Mixed farmer David Wolfenden says on-farm trials and his own observations have consistently shown that profitable returns are closely tied to the wellbeing of his land.

Snapshot

Grower: David Wolfenden
Location: Rand, New South Wales
Farm size: 1350 hectares
Annual rainfall: 475 millimetres (long-term mean)
Soil types: red chromosol (red-brown loam over clay)
Soil pH: 5.1 to 5.3
Typical crop sequence: canola/wheat/wheat/triticale/lucerne
and clover/lucerne and clover/lucerne and clover/lucerne
and clover

David, who farms at Rand in southern NSW, became interested in soil health in 1978 when he hosted a New South Wales Department of Primary Industries (DPI) trial investigating minimum tillage.

He could see the potential for improved soil health so he bought a one-pass seeder and became a founding member of the Southern Farm Management Group, a group of growers interested in trying new farm practices.

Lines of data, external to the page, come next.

use std::fmt;

use crate::types::{BlinkEvent, BlinkKind, Summary};

/// Summarize a signal and the blinks detected in it.
///
/// `signal` must be non-empty for `overall_mean` to be defined; an empty
/// signal yields NaN there. An empty `events` yields a zero
/// `blink_minimum_mean` and a zero `incomplete_ratio`.
pub fn aggregate(signal: &[f64], events: &[BlinkEvent]) -> Summary {
    let overall_mean = signal.iter().sum::<f64>() / signal.len() as f64;

    let blink_minimum_mean = if events.is_empty() {
        0.0
    } else {
        events.iter().map(|e| e.min_value).sum::<f64>() / events.len() as f64
    };

    let complete_count = events
        .iter()
        .filter(|e| e.kind == BlinkKind::Complete)
        .count();
    let incomplete_count = events
        .iter()
        .filter(|e| e.kind == BlinkKind::Incomplete)
        .count();
    let total_blinks = complete_count + incomplete_count;

    let incomplete_ratio = if total_blinks > 0 {
        incomplete_count as f64 / total_blinks as f64 * 100.0
    } else {
        0.0
    };

    Summary {
        total_blinks,
        complete_count,
        incomplete_count,
        incomplete_ratio,
        overall_mean,
        blink_minimum_mean,
    }
}

impl fmt::Display for Summary {
    fn fmt(&self, f: &mut fmt::Formatter<'_>) -> fmt::Result {
        writeln!(f, "Total Blinks:       {}", self.total_blinks)?;
        writeln!(f, "Complete Blinks:    {}", self.complete_count)?;
        writeln!(f, "Incomplete Blinks:  {}", self.incomplete_count)?;
        writeln!(f, "Incomplete Ratio:   {:.1}%", self.incomplete_ratio)?;
        writeln!(f, "Overall Mean Area:  {:.4}", self.overall_mean)?;
        write!(f, "Blink Minimum Mean: {:.4}", self.blink_minimum_mean)
    }
}

#[cfg(test)]
mod tests {
    use super::*;

    fn event(frame_index: usize, min_value: f64, kind: BlinkKind) -> BlinkEvent {
        BlinkEvent {
            frame_index,
            min_value,
            kind,
        }
    }

    #[test]
    fn test_no_blinks() {
        let summary = aggregate(&[1.0, 1.0, 1.0, 1.0, 1.0], &[]);

        assert_eq!(summary.total_blinks, 0);
        assert_eq!(summary.complete_count, 0);
        assert_eq!(summary.incomplete_count, 0);
        assert_eq!(summary.incomplete_ratio, 0.0);
        assert_eq!(summary.overall_mean, 1.0);
        assert_eq!(summary.blink_minimum_mean, 0.0);
    }

    #[test]
    fn test_counts_and_ratio() {
        let events = [
            event(5, 0.0, BlinkKind::Complete),
            event(20, 0.3, BlinkKind::Incomplete),
            event(40, 0.005, BlinkKind::Complete),
            event(60, 0.5, BlinkKind::Incomplete),
        ];
        let summary = aggregate(&[0.5; 80], &events);

        assert_eq!(summary.total_blinks, 4);
        assert_eq!(summary.complete_count, 2);
        assert_eq!(summary.incomplete_count, 2);
        assert_eq!(summary.incomplete_ratio, 50.0);
        assert!((summary.blink_minimum_mean - 0.20125).abs() < 1e-12);
        assert_eq!(summary.overall_mean, 0.5);
    }

    #[test]
    fn test_all_incomplete_ratio_is_hundred() {
        let events = [event(5, 0.3, BlinkKind::Incomplete)];
        let summary = aggregate(&[1.0, 0.3], &events);

        assert_eq!(summary.incomplete_ratio, 100.0);
        assert_eq!(summary.blink_minimum_mean, 0.3);
        assert!((summary.overall_mean - 0.65).abs() < 1e-12);
    }

    #[test]
    fn test_empty_signal_mean_is_nan() {
        let summary = aggregate(&[], &[]);
        assert!(summary.overall_mean.is_nan());
        assert_eq!(summary.blink_minimum_mean, 0.0);
    }

    #[test]
    fn test_summary_display() {
        let events = [
            event(5, 0.0, BlinkKind::Complete),
            event(20, 0.3, BlinkKind::Incomplete),
            event(40, 0.0, BlinkKind::Complete),
        ];
        let text = aggregate(&[1.0, 0.5], &events).to_string();

        assert!(text.contains("Total Blinks:       3"));
        assert!(text.contains("Incomplete Ratio:   33.3%"));
        assert!(text.contains("Overall Mean Area:  0.7500"));
        assert!(text.contains("Blink Minimum Mean: 0.1000"));
    }
}
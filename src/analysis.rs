use rayon::prelude::*;
use tracing::{debug, warn};

use crate::blink::BlinkDetector;
use crate::config::DetectionConfig;
use crate::error::Result;
use crate::sanitize::validate_signal;
use crate::stats::aggregate;
use crate::types::{AnalysisReport, ChartSeries, LabeledSignal};

/// Detect blinks in one signal and summarize them.
///
/// Unlike [`crate::detect`] and [`crate::aggregate`], this rejects an invalid
/// config, an empty signal, and signals holding NaN or infinite samples.
pub fn analyze(label: &str, signal: &[f64], config: &DetectionConfig) -> Result<AnalysisReport> {
    config.validate()?;
    validate_signal(signal)?;

    let events = BlinkDetector::new(*config).detect(signal);
    let summary = aggregate(signal, &events);

    debug!(
        label,
        frames = signal.len(),
        total = summary.total_blinks,
        complete = summary.complete_count,
        incomplete = summary.incomplete_count,
        "signal analyzed"
    );

    Ok(AnalysisReport {
        label: label.to_string(),
        frame_count: signal.len(),
        config: *config,
        events,
        summary,
    })
}

/// Analyze independent signals in parallel; results keep input order.
pub fn analyze_batch(
    inputs: &[LabeledSignal],
    config: &DetectionConfig,
) -> Vec<Result<AnalysisReport>> {
    inputs
        .par_iter()
        .map(|input| {
            let result = analyze(&input.label, &input.samples, config);
            if let Err(err) = &result {
                warn!(label = %input.label, error = %err, "signal analysis failed");
            }
            result
        })
        .collect()
}

impl AnalysisReport {
    /// Chart series for the analyzed signal, which must be the one passed to
    /// [`analyze`].
    pub fn chart(&self, signal: &[f64]) -> ChartSeries {
        ChartSeries::build(signal, &self.events, &self.config)
    }
}
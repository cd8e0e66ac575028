use tracing::{debug, trace};

use crate::config::DetectionConfig;
use crate::types::{BlinkEvent, BlinkKind, MIN_TRACKER_SENTINEL};

#[derive(Clone, Copy, Debug, PartialEq)]
enum BlinkState {
    Idle,
    InBlink,
}

/// Deepest closure seen in the current blink
#[derive(Clone, Copy, Debug)]
struct BlinkMinimum {
    value: f64,
    index: usize,
}

impl BlinkMinimum {
    fn sentinel() -> Self {
        Self {
            value: MIN_TRACKER_SENTINEL,
            index: 0,
        }
    }

    fn start(value: f64, index: usize) -> Self {
        Self { value, index }
    }

    // strict: ties keep the earliest frame
    fn observe(&mut self, value: f64, index: usize) {
        if value < self.value {
            self.value = value;
            self.index = index;
        }
    }
}

/// Single-pass blink detector over a normalized eyelid-area signal.
///
/// A blink starts when the signal has dropped by more than `drop_threshold`
/// relative to `drop_window` frames earlier while that earlier frame was open
/// (above `end_threshold`), and ends on the first later frame above
/// `end_threshold`. Each finished blink is reported at its minimum. A blink
/// still open when the signal runs out is not reported.
///
/// The detector keeps no state between calls to [`BlinkDetector::detect`].
#[derive(Clone, Copy, Debug, Default)]
pub struct BlinkDetector {
    config: DetectionConfig,
}

impl BlinkDetector {
    pub fn new(config: DetectionConfig) -> Self {
        Self { config }
    }

    pub fn config(&self) -> &DetectionConfig {
        &self.config
    }

    pub fn detect(&self, signal: &[f64]) -> Vec<BlinkEvent> {
        let window = self.config.drop_window;
        if signal.len() < window {
            return Vec::new();
        }

        let mut state = BlinkState::Idle;
        let mut minimum = BlinkMinimum::sentinel();
        let mut events = Vec::new();

        for (i, &current) in signal.iter().enumerate().skip(window) {
            let previous = signal[i - window];
            let drop_amount = previous - current;

            match state {
                BlinkState::Idle => {
                    if drop_amount > self.config.drop_threshold
                        && previous > self.config.end_threshold
                    {
                        state = BlinkState::InBlink;
                        minimum = BlinkMinimum::start(current, i);
                        trace!(frame = i, drop_amount, "blink started");
                    }
                }
                BlinkState::InBlink => {
                    minimum.observe(current, i);

                    if current > self.config.end_threshold {
                        let kind = BlinkKind::classify(minimum.value, self.config.complete_threshold);
                        let event = BlinkEvent {
                            frame_index: minimum.index,
                            min_value: minimum.value,
                            kind,
                        };
                        debug!(
                            frame = event.frame_index,
                            min_value = event.min_value,
                            kind = kind.as_str(),
                            end_frame = i,
                            "blink detected"
                        );
                        events.push(event);

                        minimum = BlinkMinimum::sentinel();
                        state = BlinkState::Idle;
                    }
                }
            }
        }

        if state == BlinkState::InBlink {
            debug!(
                frame = minimum.index,
                min_value = minimum.value,
                "discarding blink unterminated at end of signal"
            );
        }

        events
    }
}

/// Detect blinks in `signal` with the given thresholds.
pub fn detect(signal: &[f64], config: &DetectionConfig) -> Vec<BlinkEvent> {
    BlinkDetector::new(*config).detect(signal)
}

Soon after the group was formed the members looked into a system that had benefited irrigated growers.

The system, called Crop Check, encouraged soil and crop-health monitoring to improve returns.

Developed by former NSW DPI agronomist John Lacy, it suggested more than 10 checks were necessary to grow high-yielding wheat.

It was not long before David had implemented a dryland version of the system and was well on the way to improving yields.

“A key lesson was that good yields are a result of getting many factors right, with soil health a major contributor to most of these factors,” David says.

He points out that adopting minimum tillage followed by stubble retention started as an “act of faith” and took a decade to produce measurable benefits – the key indicator being improved profit.

As a consequence, David sees exploiting the benefits of improved soil biology as a long-term pursuit.

“We are only now starting to understand soil biology, and science is offering us the opportunity to open Pandora’s box,” he says.

“This research needs to continue if we want to fully harness the benefits of soil biology and increase our wheat yields to 10 tonnes per hectare.”

Water-holding capacity

David’s next step was examining if in-paddock variation of water-holding capacity (WHC) was limiting yield. Electromagnetic surveys were completed and zones mapped.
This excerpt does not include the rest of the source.